McBride: I have not read a book review in years, so I didn’t read Rick Moody’s review. But I’m glad he wrote it, and I’m thankful to him. He’s deeply talented. As for my “blackness” making me an authority, I don’t engage in that kind of talk too much. Too often it feels like one of those 2 a.m. college bull sessions where at the end somebody’s hoping to get laid. Art is for everyone. Let the truth show itself in the work.
Chapter 16: When I first read The Good Lord Bird, it occurred to me that you had written both an homage to The Adventures of Huckleberry Finn and a rebuke of it, inverting and subverting its plot and themes through role reversal; the novel is both reverent and wildly subversive. Did you intend engage this particular ur-text of American literature so directly?
McBride: Heck no. I’m not smart enough. I just wanted to write a good book. If I intellectualized too much about my work, I wouldn’t be able to get characters to move from one room to the next.
Chapter 16: You are a musician as well as a writer. Does being one ever help in being the other?

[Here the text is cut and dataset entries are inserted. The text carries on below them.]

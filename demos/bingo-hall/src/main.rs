use std::sync::Arc;
use std::time::Duration;

use bingo::prelude::*;

// ---------------------------------------------------------------------------
// Setup
// ---------------------------------------------------------------------------

const HOST: PlayerId = PlayerId(1);
const PLAYERS: [u64; 4] = [2, 3, 4, 5];
const STARTING_BALANCE: Credits = 500;

/// Uses the numeric token as the player id.
struct TokenAuth;

impl Authenticator for TokenAuth {
    async fn authenticate(&self, token: &str) -> Result<PlayerId, BingoError> {
        token
            .parse()
            .map(PlayerId)
            .map_err(|_| BingoError::Unauthorized(format!("bad token {token:?}")))
    }
}

fn purchase_frame(game_id: GameId) -> Result<Vec<u8>, serde_json::Error> {
    serde_json::to_vec(&Envelope {
        seq: 1,
        timestamp: 0,
        payload: Payload::Action(RoomAction::PurchaseCard {
            game_id,
            numbers: None,
        }),
    })
}

// ---------------------------------------------------------------------------
// Main
// ---------------------------------------------------------------------------

#[tokio::main]
async fn main() -> Result<(), Box<dyn std::error::Error>> {
    bingo::telemetry::init_tracing("info");

    let wallet = Arc::new(InMemoryWallet::new());
    let store = Arc::new(InMemoryGameStore::new());
    for id in PLAYERS {
        wallet.deposit(PlayerId(id), STARTING_BALANCE).await;
    }

    let server = BingoServerBuilder::new()
        .config(EngineConfig::default())
        .build(Arc::clone(&wallet), store, TokenAuth)?;

    let settings = GameSettings {
        card_price: 100,
        min_cards: 3,
        max_cards: 20,
        max_cards_per_player: 2,
        autostart: Some(AutostartPolicy {
            threshold: PLAYERS.len() as u32,
            delay: Duration::from_millis(500),
        }),
        auto_draw_interval: Some(Duration::from_millis(20)),
        expire_after: Some(Duration::from_secs(60)),
    };
    let game = server.create_game(HOST, settings).await?;
    tracing::info!(game_id = %game.id, "hall open");

    let mut host = server.connect(&HOST.0.to_string()).await?;
    host.handle_action(RoomAction::Join { game_id: game.id })
        .await;

    // Every player buys one generated card over the wire.
    let mut seats = Vec::new();
    for id in PLAYERS {
        let mut conn = server.connect(&id.to_string()).await?;
        let reply: Envelope = JsonCodec.decode(&conn.handle_frame(&purchase_frame(game.id)?).await?)?;
        match reply.payload {
            Payload::Reply(ActionReply::CardPurchased { card }) => {
                tracing::info!(player_id = %conn.player_id(), card_id = %card.id, "card bought");
                seats.push((conn, card));
            }
            other => tracing::warn!(player_id = id, reply = ?other, "purchase failed"),
        }
    }

    // Watch the room; each player claims as soon as a local check says so.
    let validator = PatternValidator::standard(true);
    let mut drawn = DrawnNumbers::new();
    while let Some(message) = host.next_event().await {
        match message.event {
            RoomEvent::NumberDrawn {
                number,
                drawn_count,
            } => {
                drawn.insert(number);
                tracing::info!(seq = message.seq, number, drawn_count, "ball");
                let winner = seats
                    .iter()
                    .find(|(_, card)| validator.is_winner(&card.grid, &drawn));
                if let Some((conn, card)) = winner {
                    let reply = conn
                        .handle_action(RoomAction::ClaimWin {
                            game_id: game.id,
                            card_id: card.id,
                        })
                        .await;
                    tracing::info!(player_id = %conn.player_id(), reply = ?reply, "bingo!");
                }
            }
            RoomEvent::Winner {
                card_id,
                claimant_id,
                category,
                amount,
            } => {
                tracing::info!(%card_id, %claimant_id, %category, amount, "winner announced");
            }
            RoomEvent::Finished | RoomEvent::Cancelled { .. } => {
                tracing::info!(seq = message.seq, event = ?message.event, "game over");
                break;
            }
            event => tracing::info!(seq = message.seq, ?event, "room event"),
        }
    }

    for id in PLAYERS {
        let balance = wallet.balance(PlayerId(id)).await;
        tracing::info!(player_id = id, balance, "final balance");
    }

    server.shutdown().await;
    Ok(())
}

McBride: Sometimes, but I get tired of both. But it’s all I can do. I once tried rebuilding my old Volvo. I punctured the head while putting in a water pump. That ended my career as a mechanic.
Chapter 16: What do you think your mother would say about the fact that her life story—and her voice—have become a part of the contemporary canon of American literature?
McBride: I think she’d feel humbled. She felt there were mothers who sacrificed more, and did more for their kids, than she did. She loved her kids and did the job. I think she’d be happy her story helps others like her. Thankfully, there are millions like her. That thought helps me out of bed every morning.
[This article appeared originally on May 2, 2016.]
Ed Tarkington holds a B.A. from Furman University, an M.A. from the University of Virginia, and a Ph.D. from the creative-writing program at Florida State University. His debut novel, Only Love Can Break Your Heart, was published by Algonquin Books in January 2016. He lives in Nashville.